//! Input contract for data packs.
//!
//! A data pack is a JSON array of objects. Each object is itself the stored
//! payload (there is no nested `data` wrapper); its `@id`, `@type`, `name`
//! and optional `description` are projected into indexed columns.
//!
//! Validation walks the whole array before anything is written and stops at
//! the first violation.

use serde_json::{Map, Value};

use crate::error::ValidationError;
use crate::models::NewEntry;

/// Check a data pack and project every entry.
pub fn verify_input_data(data: &Value) -> Result<Vec<NewEntry>, ValidationError> {
    let items = data
        .as_array()
        .ok_or_else(|| ValidationError::new("Data must be an array"))?;

    items.iter().map(project_entry).collect()
}

fn project_entry(item: &Value) -> Result<NewEntry, ValidationError> {
    let obj = item
        .as_object()
        .ok_or_else(|| ValidationError::new("Each entry in the data must be an object"))?;

    for (key, article) in [("@id", "an"), ("@type", "an"), ("name", "a")] {
        if !obj.contains_key(key) {
            return Err(ValidationError::new(format!(
                "Each entry in the data must have {} {} property",
                article, key
            )));
        }
    }

    let description = match obj.get("description") {
        None | Some(Value::Null) => None,
        Some(Value::String(s)) => Some(s.clone()),
        Some(_) => {
            return Err(ValidationError::new(
                "The description property of each entry must be a string",
            ))
        }
    };

    Ok(NewEntry {
        at_id: required_string(obj, "@id")?,
        at_type: required_string(obj, "@type")?,
        name: required_string(obj, "name")?,
        description,
        data: obj.clone(),
    })
}

fn required_string(obj: &Map<String, Value>, key: &str) -> Result<String, ValidationError> {
    match obj.get(key) {
        Some(Value::String(s)) => Ok(s.clone()),
        _ => Err(ValidationError::new(format!(
            "The {} property of each entry must be a string",
            key
        ))),
    }
}

#[cfg(test)]
mod tests {
    use super::*;
    use serde_json::json;

    fn message(data: Value) -> String {
        verify_input_data(&data).unwrap_err().message().to_string()
    }

    #[test]
    fn test_valid_pack_projects_columns() {
        let data = json!([
            {"@id": "1", "@type": "Product", "name": "describo", "description": "an awesome tool!", "extra": [1, 2]},
            {"@id": "2", "@type": "Person", "name": "alice"}
        ]);
        let entries = verify_input_data(&data).unwrap();
        assert_eq!(entries.len(), 2);
        assert_eq!(entries[0].at_id, "1");
        assert_eq!(entries[0].description.as_deref(), Some("an awesome tool!"));
        assert_eq!(entries[0].data["extra"], json!([1, 2]));
        assert_eq!(entries[1].description, None);
        assert_eq!(Value::Object(entries[1].data.clone()), data[1]);
    }

    #[test]
    fn test_empty_array_is_valid() {
        assert!(verify_input_data(&json!([])).unwrap().is_empty());
    }

    #[test]
    fn test_not_an_array() {
        assert_eq!(message(json!({"@id": "1"})), "Data must be an array");
        assert_eq!(message(json!("nope")), "Data must be an array");
    }

    #[test]
    fn test_element_not_an_object() {
        assert_eq!(
            message(json!([{"@id": "1", "@type": "T", "name": "n"}, 42])),
            "Each entry in the data must be an object"
        );
    }

    #[test]
    fn test_missing_required_properties() {
        assert_eq!(
            message(json!([{"@type": "T", "name": "n"}])),
            "Each entry in the data must have an @id property"
        );
        assert_eq!(
            message(json!([{"@id": "1", "name": "n"}])),
            "Each entry in the data must have an @type property"
        );
        assert_eq!(
            message(json!([{"@id": "1", "@type": "T"}])),
            "Each entry in the data must have a name property"
        );
    }

    #[test]
    fn test_first_violation_wins() {
        // The second entry lacks @id, the first lacks name: name is reported.
        assert_eq!(
            message(json!([{"@id": "1", "@type": "T"}, {"@type": "T", "name": "n"}])),
            "Each entry in the data must have a name property"
        );
    }

    #[test]
    fn test_non_string_properties_rejected() {
        assert_eq!(
            message(json!([{"@id": 1, "@type": "T", "name": "n"}])),
            "The @id property of each entry must be a string"
        );
        assert_eq!(
            message(json!([{"@id": "1", "@type": ["A", "B"], "name": "n"}])),
            "The @type property of each entry must be a string"
        );
        assert_eq!(
            message(json!([{"@id": "1", "@type": "T", "name": "n", "description": {}}])),
            "The description property of each entry must be a string"
        );
    }

    #[test]
    fn test_null_description_is_absent() {
        let entries =
            verify_input_data(&json!([{"@id": "1", "@type": "T", "name": "n", "description": null}]))
                .unwrap();
        assert_eq!(entries[0].description, None);
    }
}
-*-
# WHAT THIS TASK INVOLVES
Your answer should be a single number: how many lines of the material above include "message".

# ANSWER
12